5 Things to Remember When Purchasing Your First Investment Property

Investing in real estate properties involves a thoughtful decision. Proper planning and research are necessary before you make these investments. If you are planning to purchase a new property In India, you need to be strategic in your move. Over the last few years, the real estate market has been consolidating across the country. The market conditions look good, both in the residential and commercial real estate segments. However, you should check out certain aspects, before you invest in the property. Here, you will come to know about what you should be examining before you buy your first property.

Your present financial condition

One of the misconceptions about real estate investment is that you will start earning lucrative returns as soon as you buy a property. However, the reality is something different, and you may have to wait for some time, after buying property In India, before the returns start pouring in. In other cases, you may have a good rental income from the property. However, it might be of little use, if you have to pay a monthly mortgage and have high operational costs. Insurance fees and taxes add up to the expenses. Then, other expenses may lead to additional drainage of your income, in the form of property maintenance, paying bills, covering vacancies and marketing the property to new tenants. Therefore, only after you pay off the mortgage, you can enjoy some real benefits from the property.

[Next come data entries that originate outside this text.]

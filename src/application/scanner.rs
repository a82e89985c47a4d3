use std::sync::Arc;
use std::time::Duration;

use anyhow::Result;
use tokio::sync::{Mutex, mpsc};
use tokio::task::JoinHandle;
use tracing::{debug, info, warn};

use crate::application::market_data::{KlineStore, MarketDataFeed};
use crate::application::signal::ConfirmationCoordinator;
use crate::config::ScanConfig;
use crate::domain::market::Signal;
use crate::infrastructure::core::rate_limiter::RateLimiter;

/// Drives the scan cycle: Idle until started, then walks the symbol universe
/// on a fixed interval and pushes every confirmed signal into the channel.
///
/// `start` and `stop` are idempotent; repeating the current state is a no-op.
pub struct ScanOrchestrator {
    config: Arc<ScanConfig>,
    feed: Arc<MarketDataFeed>,
    signal_tx: mpsc::Sender<Signal>,
    scan_task: Mutex<Option<JoinHandle<()>>>,
}

impl ScanOrchestrator {
    pub fn new(config: ScanConfig, signal_tx: mpsc::Sender<Signal>) -> Self {
        let config = Arc::new(config);
        let store = Arc::new(KlineStore::new());
        let rate_limiter = Arc::new(RateLimiter::new(
            config.rest.request_limit,
            Duration::from_secs(config.rest.window_secs),
        ));
        let feed = Arc::new(MarketDataFeed::new(config.clone(), store, rate_limiter));
        Self {
            config,
            feed,
            signal_tx,
            scan_task: Mutex::new(None),
        }
    }

    pub async fn start(&self) -> Result<()> {
        let mut task_guard = self.scan_task.lock().await;
        if task_guard.is_some() {
            debug!("scan already running, start ignored");
            return Ok(());
        }

        self.feed.start().await?;

        let config = self.config.clone();
        let feed = self.feed.clone();
        let signal_tx = self.signal_tx.clone();
        *task_guard = Some(tokio::spawn(async move {
            Self::scan_loop(config, feed, signal_tx).await;
        }));
        info!(
            interval_secs = self.config.scan_interval_secs,
            timeframes = self.config.timeframes.len(),
            "scan started"
        );
        Ok(())
    }

    pub async fn stop(&self) {
        let mut task_guard = self.scan_task.lock().await;
        let Some(handle) = task_guard.take() else {
            debug!("scan already idle, stop ignored");
            return;
        };
        handle.abort();
        self.feed.stop().await;
        info!("scan stopped");
    }

    pub async fn is_scanning(&self) -> bool {
        self.scan_task.lock().await.is_some()
    }

    async fn scan_loop(
        config: Arc<ScanConfig>,
        feed: Arc<MarketDataFeed>,
        signal_tx: mpsc::Sender<Signal>,
    ) {
        let mut interval =
            tokio::time::interval(Duration::from_secs(config.scan_interval_secs.max(1)));
        interval.set_missed_tick_behavior(tokio::time::MissedTickBehavior::Delay);

        loop {
            interval.tick().await;
            let symbols = feed.active_symbols();
            debug!(symbols = symbols.len(), "scan cycle begins");

            for symbol in &symbols {
                for timeframe in &config.timeframes {
                    let Some(signal) =
                        ConfirmationCoordinator::confirm(feed.as_ref(), &config, symbol, *timeframe)
                            .await
                    else {
                        continue;
                    };
                    info!(
                        symbol = %signal.symbol,
                        timeframe = %signal.timeframe,
                        direction = %signal.direction,
                        strength = signal.strength,
                        "signal confirmed"
                    );
                    if signal_tx.send(signal).await.is_err() {
                        warn!("signal receiver dropped, ending scan loop");
                        return;
                    }
                }
            }
        }
    }
}

#[cfg(test)]
mod tests {
    use super::*;

    #[tokio::test]
    async fn test_stop_when_idle_is_noop() {
        let (tx, _rx) = mpsc::channel(8);
        let orchestrator = ScanOrchestrator::new(ScanConfig::default(), tx);
        assert!(!orchestrator.is_scanning().await);
        orchestrator.stop().await;
        orchestrator.stop().await;
        assert!(!orchestrator.is_scanning().await);
    }
}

You may have thought that buying property In India can bring you instant profits, but that is not the case. Make sure that you are financially positioned in such a way, that you can pay off the home loan or mortgage, and manage the additional expenses that come across the way. You may be having another mortgaged property or debt, and in these cases, it would not be a good decision to make a real estate investment.

What about your credit rating?

For first-time property buyers in India, the credit rating or credit score does matter. The score must be excellent, or else, the institutional lender or bank may reject your home loan application. In these cases, you need to find other means of funding. When you reach out to a private lender, you remain exposed to the risk of higher rates of interest. The risk factor in these deals is even greater. Therefore, when you think of buying a new home, make sure to check your credit rating. In case you find that it does not look too impressive, take time to pay off your debts and enhance your score. Well, you can improve your credit score in a number of ways. Have a discussion with the financial consultants to improve your credit rating.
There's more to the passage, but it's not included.